» **Required action**
In the data below, one line contains "manager.record(&order(1));" and a later one contains "#[async_trait]". Print both, with every line between them, exactly and alone.

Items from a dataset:
◆ ◆ ◆

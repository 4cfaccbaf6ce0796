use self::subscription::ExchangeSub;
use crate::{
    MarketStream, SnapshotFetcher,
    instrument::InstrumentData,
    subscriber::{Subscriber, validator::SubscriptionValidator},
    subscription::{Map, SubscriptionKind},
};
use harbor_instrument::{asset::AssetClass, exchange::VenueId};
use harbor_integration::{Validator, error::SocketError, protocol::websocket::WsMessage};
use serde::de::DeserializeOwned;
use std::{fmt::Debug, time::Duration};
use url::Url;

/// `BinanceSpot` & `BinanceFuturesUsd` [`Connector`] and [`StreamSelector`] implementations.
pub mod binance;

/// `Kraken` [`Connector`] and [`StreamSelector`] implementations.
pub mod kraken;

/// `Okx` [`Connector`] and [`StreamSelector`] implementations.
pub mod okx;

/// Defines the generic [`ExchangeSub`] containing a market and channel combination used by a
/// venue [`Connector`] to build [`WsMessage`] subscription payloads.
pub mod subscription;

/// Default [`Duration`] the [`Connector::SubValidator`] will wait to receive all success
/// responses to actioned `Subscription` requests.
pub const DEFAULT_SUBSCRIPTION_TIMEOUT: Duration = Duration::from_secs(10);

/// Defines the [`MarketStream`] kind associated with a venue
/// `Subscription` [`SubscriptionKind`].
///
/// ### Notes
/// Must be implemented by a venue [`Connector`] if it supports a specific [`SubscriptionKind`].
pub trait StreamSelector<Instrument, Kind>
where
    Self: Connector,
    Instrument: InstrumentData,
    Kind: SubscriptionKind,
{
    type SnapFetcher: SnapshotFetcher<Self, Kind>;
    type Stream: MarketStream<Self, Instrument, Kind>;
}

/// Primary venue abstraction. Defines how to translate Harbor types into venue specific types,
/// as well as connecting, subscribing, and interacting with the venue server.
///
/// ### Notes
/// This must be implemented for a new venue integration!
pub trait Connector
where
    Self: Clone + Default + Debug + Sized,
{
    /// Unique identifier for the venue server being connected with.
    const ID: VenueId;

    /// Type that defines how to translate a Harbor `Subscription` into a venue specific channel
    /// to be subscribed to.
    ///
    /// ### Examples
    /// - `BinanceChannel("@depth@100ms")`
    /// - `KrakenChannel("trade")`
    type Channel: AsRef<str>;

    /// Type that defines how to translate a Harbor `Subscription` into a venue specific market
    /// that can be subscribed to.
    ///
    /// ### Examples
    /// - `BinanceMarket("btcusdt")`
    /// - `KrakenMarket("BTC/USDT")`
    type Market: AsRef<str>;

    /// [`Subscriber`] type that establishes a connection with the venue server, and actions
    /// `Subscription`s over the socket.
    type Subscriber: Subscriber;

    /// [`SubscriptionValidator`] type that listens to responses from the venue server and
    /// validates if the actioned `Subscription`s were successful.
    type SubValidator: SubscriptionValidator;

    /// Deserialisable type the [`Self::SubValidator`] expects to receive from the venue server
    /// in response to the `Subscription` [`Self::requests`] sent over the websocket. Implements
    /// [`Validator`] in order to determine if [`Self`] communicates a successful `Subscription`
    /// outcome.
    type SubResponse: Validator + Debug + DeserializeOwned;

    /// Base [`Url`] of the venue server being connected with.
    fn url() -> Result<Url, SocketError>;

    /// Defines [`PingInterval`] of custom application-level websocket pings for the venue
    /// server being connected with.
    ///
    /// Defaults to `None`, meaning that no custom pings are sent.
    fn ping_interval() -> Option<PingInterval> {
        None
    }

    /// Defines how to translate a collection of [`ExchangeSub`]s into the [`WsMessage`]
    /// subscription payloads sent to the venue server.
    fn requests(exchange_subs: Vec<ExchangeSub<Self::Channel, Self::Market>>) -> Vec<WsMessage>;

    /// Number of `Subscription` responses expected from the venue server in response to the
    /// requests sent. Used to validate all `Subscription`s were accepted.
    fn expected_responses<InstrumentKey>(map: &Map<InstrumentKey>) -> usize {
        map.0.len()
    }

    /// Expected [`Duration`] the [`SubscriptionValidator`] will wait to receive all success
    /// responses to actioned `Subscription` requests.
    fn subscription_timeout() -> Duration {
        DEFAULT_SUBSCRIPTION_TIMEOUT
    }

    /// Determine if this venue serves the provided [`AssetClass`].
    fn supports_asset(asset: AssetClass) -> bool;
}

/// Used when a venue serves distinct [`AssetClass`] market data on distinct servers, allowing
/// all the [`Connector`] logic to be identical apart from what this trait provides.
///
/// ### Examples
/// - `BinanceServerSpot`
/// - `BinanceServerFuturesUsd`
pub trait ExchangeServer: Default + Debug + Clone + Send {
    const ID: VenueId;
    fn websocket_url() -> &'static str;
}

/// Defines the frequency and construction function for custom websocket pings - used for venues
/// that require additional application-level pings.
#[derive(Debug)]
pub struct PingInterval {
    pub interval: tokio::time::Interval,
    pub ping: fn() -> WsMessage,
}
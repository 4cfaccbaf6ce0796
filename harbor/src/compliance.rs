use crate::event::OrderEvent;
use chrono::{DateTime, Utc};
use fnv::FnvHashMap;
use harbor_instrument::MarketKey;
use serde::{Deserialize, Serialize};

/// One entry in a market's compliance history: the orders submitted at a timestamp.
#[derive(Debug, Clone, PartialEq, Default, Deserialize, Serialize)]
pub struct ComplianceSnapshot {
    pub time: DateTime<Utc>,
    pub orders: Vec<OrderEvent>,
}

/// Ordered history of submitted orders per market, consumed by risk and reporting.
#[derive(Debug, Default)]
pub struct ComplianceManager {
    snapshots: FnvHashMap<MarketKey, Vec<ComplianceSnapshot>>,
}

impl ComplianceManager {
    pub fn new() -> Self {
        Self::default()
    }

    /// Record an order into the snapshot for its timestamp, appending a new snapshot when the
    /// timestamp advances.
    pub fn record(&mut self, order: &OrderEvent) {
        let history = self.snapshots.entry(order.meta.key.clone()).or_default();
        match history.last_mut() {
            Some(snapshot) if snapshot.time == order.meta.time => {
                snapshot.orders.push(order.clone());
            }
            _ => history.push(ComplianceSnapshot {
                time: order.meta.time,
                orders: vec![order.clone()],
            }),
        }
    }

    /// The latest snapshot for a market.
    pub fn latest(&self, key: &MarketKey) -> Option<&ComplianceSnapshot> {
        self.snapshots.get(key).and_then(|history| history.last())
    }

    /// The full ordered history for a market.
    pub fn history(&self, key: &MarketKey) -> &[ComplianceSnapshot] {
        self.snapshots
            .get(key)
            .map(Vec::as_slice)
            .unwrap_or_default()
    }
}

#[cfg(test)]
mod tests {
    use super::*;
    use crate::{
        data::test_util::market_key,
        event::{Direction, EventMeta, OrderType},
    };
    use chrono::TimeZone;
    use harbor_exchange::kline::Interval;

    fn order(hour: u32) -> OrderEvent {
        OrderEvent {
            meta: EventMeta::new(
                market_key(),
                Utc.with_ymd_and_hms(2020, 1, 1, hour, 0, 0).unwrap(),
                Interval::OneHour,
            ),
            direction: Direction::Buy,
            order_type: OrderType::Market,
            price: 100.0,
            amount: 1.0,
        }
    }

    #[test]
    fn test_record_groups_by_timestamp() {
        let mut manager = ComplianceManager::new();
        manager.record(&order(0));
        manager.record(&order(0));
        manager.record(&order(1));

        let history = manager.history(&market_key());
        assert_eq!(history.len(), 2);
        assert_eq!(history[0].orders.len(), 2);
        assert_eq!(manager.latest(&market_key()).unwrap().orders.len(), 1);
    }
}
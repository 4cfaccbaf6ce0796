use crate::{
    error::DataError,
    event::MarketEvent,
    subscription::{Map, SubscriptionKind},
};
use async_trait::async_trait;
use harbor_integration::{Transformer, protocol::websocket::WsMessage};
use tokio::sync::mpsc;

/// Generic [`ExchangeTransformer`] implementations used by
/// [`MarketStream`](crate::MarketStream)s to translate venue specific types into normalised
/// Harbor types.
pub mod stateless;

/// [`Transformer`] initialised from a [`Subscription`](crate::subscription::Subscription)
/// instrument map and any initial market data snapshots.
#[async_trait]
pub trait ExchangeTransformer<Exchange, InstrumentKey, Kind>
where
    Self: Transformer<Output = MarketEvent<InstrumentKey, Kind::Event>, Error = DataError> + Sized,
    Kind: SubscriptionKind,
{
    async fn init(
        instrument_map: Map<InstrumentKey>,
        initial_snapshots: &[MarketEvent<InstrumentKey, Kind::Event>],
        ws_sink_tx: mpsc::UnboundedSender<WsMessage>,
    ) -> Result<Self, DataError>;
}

◆ ◆ ◆

» **Output of the task**
        manager.record(&order(1));

        let history = manager.history(&market_key());
        assert_eq!(history.len(), 2);
        assert_eq!(history[0].orders.len(), 2);
        assert_eq!(manager.latest(&market_key()).unwrap().orders.len(), 1);
    }
}
repository 4cfaccbaf6ce0796
use crate::{
    error::DataError,
    event::MarketEvent,
    subscription::{Map, SubscriptionKind},
};
use async_trait::async_trait;
use harbor_integration::{Transformer, protocol::websocket::WsMessage};
use tokio::sync::mpsc;

/// Generic [`ExchangeTransformer`] implementations used by
/// [`MarketStream`](crate::MarketStream)s to translate venue specific types into normalised
/// Harbor types.
pub mod stateless;

/// [`Transformer`] initialised from a [`Subscription`](crate::subscription::Subscription)
/// instrument map and any initial market data snapshots.
#[async_trait]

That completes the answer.